● **EXERCISE DETAILS**: Reproduce the records word for word, from the first line to the line containing "Movement, capture detection".

● **DATA RECORDS**:

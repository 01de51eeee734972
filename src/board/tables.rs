//! Static board geometry for the 15x15 grid.
//!
//! The outer path is indexed `0..52` clockwise starting at red's entry cell.
//! Each color enters the path at its entry in [`START_OFFSETS`] and, after
//! 51 steps, turns into its own 6-cell home stretch.

use super::Cell;

/// Grid side length.
pub const GRID_SIZE: u8 = 15;

/// Number of cells in the shared outer path.
pub const PATH_LEN: usize = 52;

/// Number of cells in each color's home stretch (the last one is Home).
pub const HOME_STRETCH_LEN: usize = 6;

/// Steps from a color's start cell to its star cell.
pub const STAR_OFFSET: usize = 8;

/// Path index each color enters on, in rotation order (red, green, yellow, blue).
///
/// This is the only offset table in the crate. Movement, capture detection
/// and coordinate resolution all read it through `Color::start_offset`.
pub const START_OFFSETS: [usize; 4] = [0, 13, 26, 39];

/// Safe cells: the four start cells and the four star cells.
pub const SAFE_CELLS: [usize; 8] = [
    START_OFFSETS[0],
    START_OFFSETS[0] + STAR_OFFSET,
    START_OFFSETS[1],
    START_OFFSETS[1] + STAR_OFFSET,
    START_OFFSETS[2],
    START_OFFSETS[2] + STAR_OFFSET,
    START_OFFSETS[3],
    START_OFFSETS[3] + STAR_OFFSET,
];

/// Where Home tokens are drawn.
pub const CENTER: Cell = Cell::new(7, 7);

const fn c(row: u8, col: u8) -> Cell {
    Cell::new(row, col)
}

/// Outer path coordinates, clockwise from red's entry.
pub const PATH_COORDINATES: [Cell; PATH_LEN] = [
    // red arm, heading right then up
    c(6, 1), c(6, 2), c(6, 3), c(6, 4), c(6, 5),
    c(5, 6), c(4, 6), c(3, 6), c(2, 6), c(1, 6), c(0, 6),
    c(0, 7), c(0, 8),
    // green arm
    c(1, 8), c(2, 8), c(3, 8), c(4, 8), c(5, 8),
    c(6, 9), c(6, 10), c(6, 11), c(6, 12), c(6, 13), c(6, 14),
    c(7, 14), c(8, 14),
    // yellow arm
    c(8, 13), c(8, 12), c(8, 11), c(8, 10), c(8, 9),
    c(9, 8), c(10, 8), c(11, 8), c(12, 8), c(13, 8), c(14, 8),
    c(14, 7), c(14, 6),
    // blue arm
    c(13, 6), c(12, 6), c(11, 6), c(10, 6), c(9, 6),
    c(8, 5), c(8, 4), c(8, 3), c(8, 2), c(8, 1), c(8, 0),
    c(7, 0), c(6, 0),
];

/// Home stretch coordinates per color, outermost first, in rotation order.
pub const HOME_STRETCH_COORDINATES: [[Cell; HOME_STRETCH_LEN]; 4] = [
    // red
    [c(7, 1), c(7, 2), c(7, 3), c(7, 4), c(7, 5), c(7, 6)],
    // green
    [c(1, 7), c(2, 7), c(3, 7), c(4, 7), c(5, 7), c(6, 7)],
    // yellow
    [c(7, 13), c(7, 12), c(7, 11), c(7, 10), c(7, 9), c(7, 8)],
    // blue
    [c(13, 7), c(12, 7), c(11, 7), c(10, 7), c(9, 7), c(8, 7)],
];

/// Base slot coordinates per color, in rotation order.
pub const BASE_COORDINATES: [[Cell; 4]; 4] = [
    // red
    [c(2, 2), c(2, 3), c(3, 2), c(3, 3)],
    // green
    [c(2, 11), c(2, 12), c(3, 11), c(3, 12)],
    // yellow
    [c(11, 11), c(11, 12), c(12, 11), c(12, 12)],
    // blue
    [c(11, 2), c(11, 3), c(12, 2), c(12, 3)],
];

/// Check whether an absolute path index is a safe cell.
#[must_use]
pub fn is_safe_cell(path_index: usize) -> bool {
    SAFE_CELLS.contains(&(path_index % PATH_LEN))
}

/// Check whether an absolute path index is one of the four start cells.
#[must_use]
pub fn is_start_cell(path_index: usize) -> bool {
    START_OFFSETS.contains(&(path_index % PATH_LEN))
}

/// Check whether an absolute path index is one of the four star cells.
#[must_use]
pub fn is_star_cell(path_index: usize) -> bool {
    is_safe_cell(path_index) && !is_start_cell(path_index)
}

#[cfg(test)]
mod tests {
    use super::*;

    #[test]
    fn test_path_cells_are_unique_and_on_grid() {
        for (i, a) in PATH_COORDINATES.iter().enumerate() {
            assert!(a.row < GRID_SIZE && a.col < GRID_SIZE);
            for b in &PATH_COORDINATES[i + 1..] {
                assert_ne!(a, b, "duplicate path cell {:?}", a);
            }
        }
    }

    #[test]
    fn test_path_is_contiguous() {
        for i in 0..PATH_LEN {
            let a = PATH_COORDINATES[i];
            let b = PATH_COORDINATES[(i + 1) % PATH_LEN];
            let dr = (a.row as i16 - b.row as i16).abs();
            let dc = (a.col as i16 - b.col as i16).abs();
            // Straight steps, plus one diagonal step at each inner corner
            assert!(dr <= 1 && dc <= 1, "gap between {} and {}", i, (i + 1) % PATH_LEN);
        }
    }

    #[test]
    fn test_safe_cells() {
        assert_eq!(SAFE_CELLS, [0, 8, 13, 21, 26, 34, 39, 47]);
        assert!(is_safe_cell(0));
        assert!(is_safe_cell(47));
        assert!(is_safe_cell(52 + 13));
        assert!(!is_safe_cell(1));
        assert!(is_start_cell(26));
        assert!(!is_start_cell(34));
        assert!(is_star_cell(34));
        assert!(!is_star_cell(39));
    }

    #[test]
    fn test_home_stretches_end_next_to_center() {
        for stretch in HOME_STRETCH_COORDINATES {
            let last = stretch[HOME_STRETCH_LEN - 1];
            let dr = (last.row as i16 - CENTER.row as i16).abs();
            let dc = (last.col as i16 - CENTER.col as i16).abs();
            assert_eq!(dr + dc, 1);
        }
    }
}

● **SOLUTION TO THE EXERCISE**:
repository 01de51eeee734972
filename src/board/tables.rs
//! Static board geometry for the 15x15 grid.
//!
//! The outer path is indexed `0..52` clockwise starting at red's entry cell.
//! Each color enters the path at its entry in [`START_OFFSETS`] and, after
//! 51 steps, turns into its own 6-cell home stretch.

use super::Cell;

/// Grid side length.
pub const GRID_SIZE: u8 = 15;

/// Number of cells in the shared outer path.
pub const PATH_LEN: usize = 52;

/// Number of cells in each color's home stretch (the last one is Home).
pub const HOME_STRETCH_LEN: usize = 6;

/// Steps from a color's start cell to its star cell.
pub const STAR_OFFSET: usize = 8;

/// Path index each color enters on, in rotation order (red, green, yellow, blue).
///
/// This is the only offset table in the crate. Movement, capture detection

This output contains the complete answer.